Скирнир наконец решил встать. Он подошел к зарешеченному окну и негромко заговорил:
— Рольф, мы с тобой рождены от одной крови. Ты знаешь: мы с тобой — два лика одного народа, нашего народа. И ты, Рольф Пешеход, не помогай нашим врагам, уничтожая родную кровь. Ты знаешь: лучшие наши воины верят мне. Если я слишком долго останусь в этой тюрьме или — хуже того — ты решишься казнить меня за преступленье, в котором я неповинен, ты встретишься с восставшими викингами. Лишь потому, что мы с тобой вместе стоим во главе народа, он согласился последовать в эту новую жизнь. Не забывай.
Герцог отступил на пару шагов. Слова Скирнира посеяли в его уме смятение.

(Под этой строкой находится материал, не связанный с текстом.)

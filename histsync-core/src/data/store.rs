//! Time-series store traits.
//!
//! A store holds named libraries; a library holds one collection per
//! instrument key. Collections are date-ordered tables that can be written in
//! full, appended to, and read back. Every implementation shares the append
//! semantics of [`append_rows`](super::table::append_rows).

use super::provider::DataError;
use super::table::{date_values, ensure_unique_dates};
use chrono::NaiveDate;
use polars::prelude::*;
use serde::{Deserialize, Serialize};
use std::collections::BTreeSet;

/// Metadata sidecar for a stored collection.
#[derive(Debug, Clone, PartialEq, Serialize, Deserialize)]
pub struct CollectionMeta {
    pub key: String,
    pub first_date: NaiveDate,
    pub last_date: NaiveDate,
    pub row_count: usize,
    pub data_hash: String,
    pub written_at: chrono::NaiveDateTime,
}

impl CollectionMeta {
    /// Describe `table` as stored under `key`. `encoded` is the persisted byte form.
    /// Fails on a table that repeats a date.
    pub fn describe(key: &str, table: &DataFrame, encoded: &[u8]) -> Result<Self, DataError> {
        ensure_unique_dates(table, key)?;
        let dates = date_values(table)?;
        let (first_date, last_date) = match (dates.iter().min(), dates.iter().max()) {
            (Some(first), Some(last)) => (*first, *last),
            _ => {
                return Err(DataError::Store(format!(
                    "refusing to describe empty collection '{key}'"
                )))
            }
        };

        Ok(Self {
            key: key.to_string(),
            first_date,
            last_date,
            row_count: table.height(),
            data_hash: blake3::hash(encoded).to_hex().to_string(),
            written_at: chrono::Local::now().naive_local(),
        })
    }
}

/// Encode a table as Parquet bytes.
pub fn encode_parquet(table: &DataFrame) -> Result<Vec<u8>, DataError> {
    let mut buf = Vec::new();
    ParquetWriter::new(&mut buf)
        .finish(&mut table.clone())
        .map_err(|e| DataError::Parquet(format!("write parquet: {e}")))?;
    Ok(buf)
}

/// Decode Parquet bytes into a table.
pub fn decode_parquet(bytes: Vec<u8>) -> Result<DataFrame, DataError> {
    ParquetReader::new(std::io::Cursor::new(bytes))
        .finish()
        .map_err(|e| DataError::Parquet(format!("read parquet: {e}")))
}

/// Handle to one library: the collections of one dataset.
pub trait Library: Send {
    /// Name of the library this handle is bound to.
    fn name(&self) -> &str;

    /// Whether a collection exists for `key`.
    fn has_collection(&self, key: &str) -> Result<bool, DataError>;

    /// Create or replace the collection for `key`. Empty tables are refused.
    fn write_full(&self, key: &str, table: &DataFrame) -> Result<(), DataError>;

    /// Append date-ordered rows. Fails on a date already present.
    fn append(&self, key: &str, table: &DataFrame) -> Result<(), DataError>;

    /// Read the whole collection, or `CollectionNotFound`.
    fn read_full(&self, key: &str) -> Result<DataFrame, DataError>;

    /// Keys of every collection in the library.
    fn list_collection_keys(&self) -> Result<BTreeSet<String>, DataError>;

    /// Sidecar metadata for `key`, if the collection has any.
    fn collection_meta(&self, key: &str) -> Result<Option<CollectionMeta>, DataError>;
}

/// A time-series store: a set of named libraries.
///
/// Handles are not meant to cross process boundaries; every worker opens its
/// own.
pub trait TimeSeriesStore: Send {
    fn library_exists(&self, name: &str) -> Result<bool, DataError>;

    /// Create `name` if missing. Creating an existing library is a no-op.
    fn create_library(&self, name: &str) -> Result<(), DataError>;

    /// Bind a handle to an existing library, or `LibraryNotFound`.
    fn open_library(&self, name: &str) -> Result<Box<dyn Library>, DataError>;

    fn list_libraries(&self) -> Result<Vec<String>, DataError>;
}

Он подумал: ведь это он первый затеял двойную игру, как только прибыл на эту землю. Но и его практичность имела границы. Нужно было платить по счетам новым союзникам, не предавая своего народа. Нужно было почитать нового Бога, не забывая старых богов. До сих пор ему все прекрасно удавалось, но вдруг все, как показалось, стало гораздо сложнее.
— Скирнир, — сказал Роллон, — я никогда не предавал ни кровных уз, ни доверия своего народа. Сейчас я сделаю вид, что поверил тебе, но знай, что ты меня не провел. Я не прощаю тебя, а даю тебе последнюю надежду. В воспоминание наших прежних побед и по слову наших предков, ты свободен. Но берегись, Скирнир: я слежу за тобой.
Рольф повернулся, вышел из камеры и стал подниматься по лестнице. Подозвав стражников, он велел им открыть двери для Скирнира. Герцог поднялся наверх. В какой-то миг неприятное впечатление овладело всем его существом. Он словно повернулся спиной к человеку, готовому всадить ему нож между лопаток.